American sufferer of Kleine–Levin syndrome (born 1995)

Nicole Delien (born November 6, 1995) is an American woman known for bringing awareness in the media to Kleine–Levin syndrome, a rare sleeping disorder that affects about 1,000 people around the world.

Delien is a United States Pennsylvania resident that was diagnosed with Kleine–Levin Syndrome (KLS) when she was six-and-a-half years old. A doctor at Allegheny General Hospital was the one who was finally able to identify Nicole’s symptoms. In 2012, at 17 years old, Delien started to bring awareness to KLS by appearing in a number of media events to provide a real-life example of the syndrome.
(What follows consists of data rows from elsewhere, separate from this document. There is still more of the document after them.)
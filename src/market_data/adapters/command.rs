// Runs an external headless-browser script and reads its rows from stdout.
// The script prints a JSON array of `PageRow` objects and exits.

use std::process::Stdio;
use std::time::Duration;

use chrono::Utc;
use tokio::process::Command;
use tracing::{debug, info, instrument, warn};

use super::yieldbasis_types::PageRow;
use super::{FetchError, PageFetcher, RawRow};

pub struct CommandFetcher {
    pub program: String,
    pub args: Vec<String>,
    pub target: String,
    pub timeout: Duration,
}

impl CommandFetcher {
    /// `argv[0]` is the program, the rest are its arguments.
    pub fn new(argv: &[String], target: &str, timeout: Duration) -> Result<Self, FetchError> {
        let (program, args) = argv
            .split_first()
            .ok_or_else(|| FetchError::Command("empty fetch command".into()))?;
        Ok(Self {
            program: program.clone(),
            args: args.to_vec(),
            target: target.to_string(),
            timeout,
        })
    }
}

pub fn parse_rows(stdout: &[u8]) -> Result<Vec<RawRow>, FetchError> {
    let page_rows: Vec<PageRow> = serde_json::from_slice(stdout)
        .map_err(|e| FetchError::Structure(format!("fetch command output is not a row array: {e}")))?;
    let now = Utc::now();
    Ok(page_rows
        .into_iter()
        .filter(|r| !r.col1_asset.trim().is_empty())
        .map(|r| r.into_raw(now))
        .collect())
}

#[async_trait::async_trait]
impl PageFetcher for CommandFetcher {
    #[instrument(level = "debug", skip(self), fields(program = %self.program))]
    async fn fetch(&self) -> Result<Vec<RawRow>, FetchError> {
        info!(target_url = %self.target, "Starting scrape");

        // kill_on_drop covers timeout and caller cancellation alike
        let child = Command::new(&self.program)
            .args(&self.args)
            .arg(&self.target)
            .stdin(Stdio::null())
            .stdout(Stdio::piped())
            .stderr(Stdio::piped())
            .kill_on_drop(true)
            .spawn()
            .map_err(|e| FetchError::Command(format!("spawning {}: {e}", self.program)))?;

        let output = tokio::time::timeout(self.timeout, child.wait_with_output())
            .await
            .map_err(|_| FetchError::Timeout(self.timeout))?
            .map_err(|e| FetchError::Command(e.to_string()))?;

        if !output.status.success() {
            let stderr = String::from_utf8_lossy(&output.stderr);
            warn!(status = %output.status, stderr = %stderr.trim(), "Fetch command failed");
            return Err(FetchError::Command(format!("exited with {}", output.status)));
        }

        debug!(bytes = output.stdout.len(), "Fetch command finished");
        let rows = parse_rows(&output.stdout)?;
        info!(rows = rows.len(), "Successfully scraped rows");
        Ok(rows)
    }

    fn target(&self) -> &str {
        &self.target
    }
}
The syndrome causes Delien to sleep for 18–19 hours a day on average and to sleep for longer stretches of time as well, including a 64-day block of time in 2012. The disorder is characterized by episodic periods of hypersomnia and lethargy. These episodes can last anywhere from days to weeks and can last in the patient from eight to twelve years before disappearing altogether. Delien's parents and siblings do not suffer from the disorder.

KLS has caused Delien to miss many family holidays and celebrations, including Thanksgiving and Christmas. After winning tickets to a Katy Perry concert, Delien was unable to attend because of an episode. Upon hearing about Delien, Perry arranged for a meeting backstage after a performance at a subsequent show in nearby Connecticut.

Delien has appeared on CBS news, The TODAY Show, the Jeff Probst Show, ABC Primetime Medical Mysteries, WPXI News, WTAE News, and other media outlets.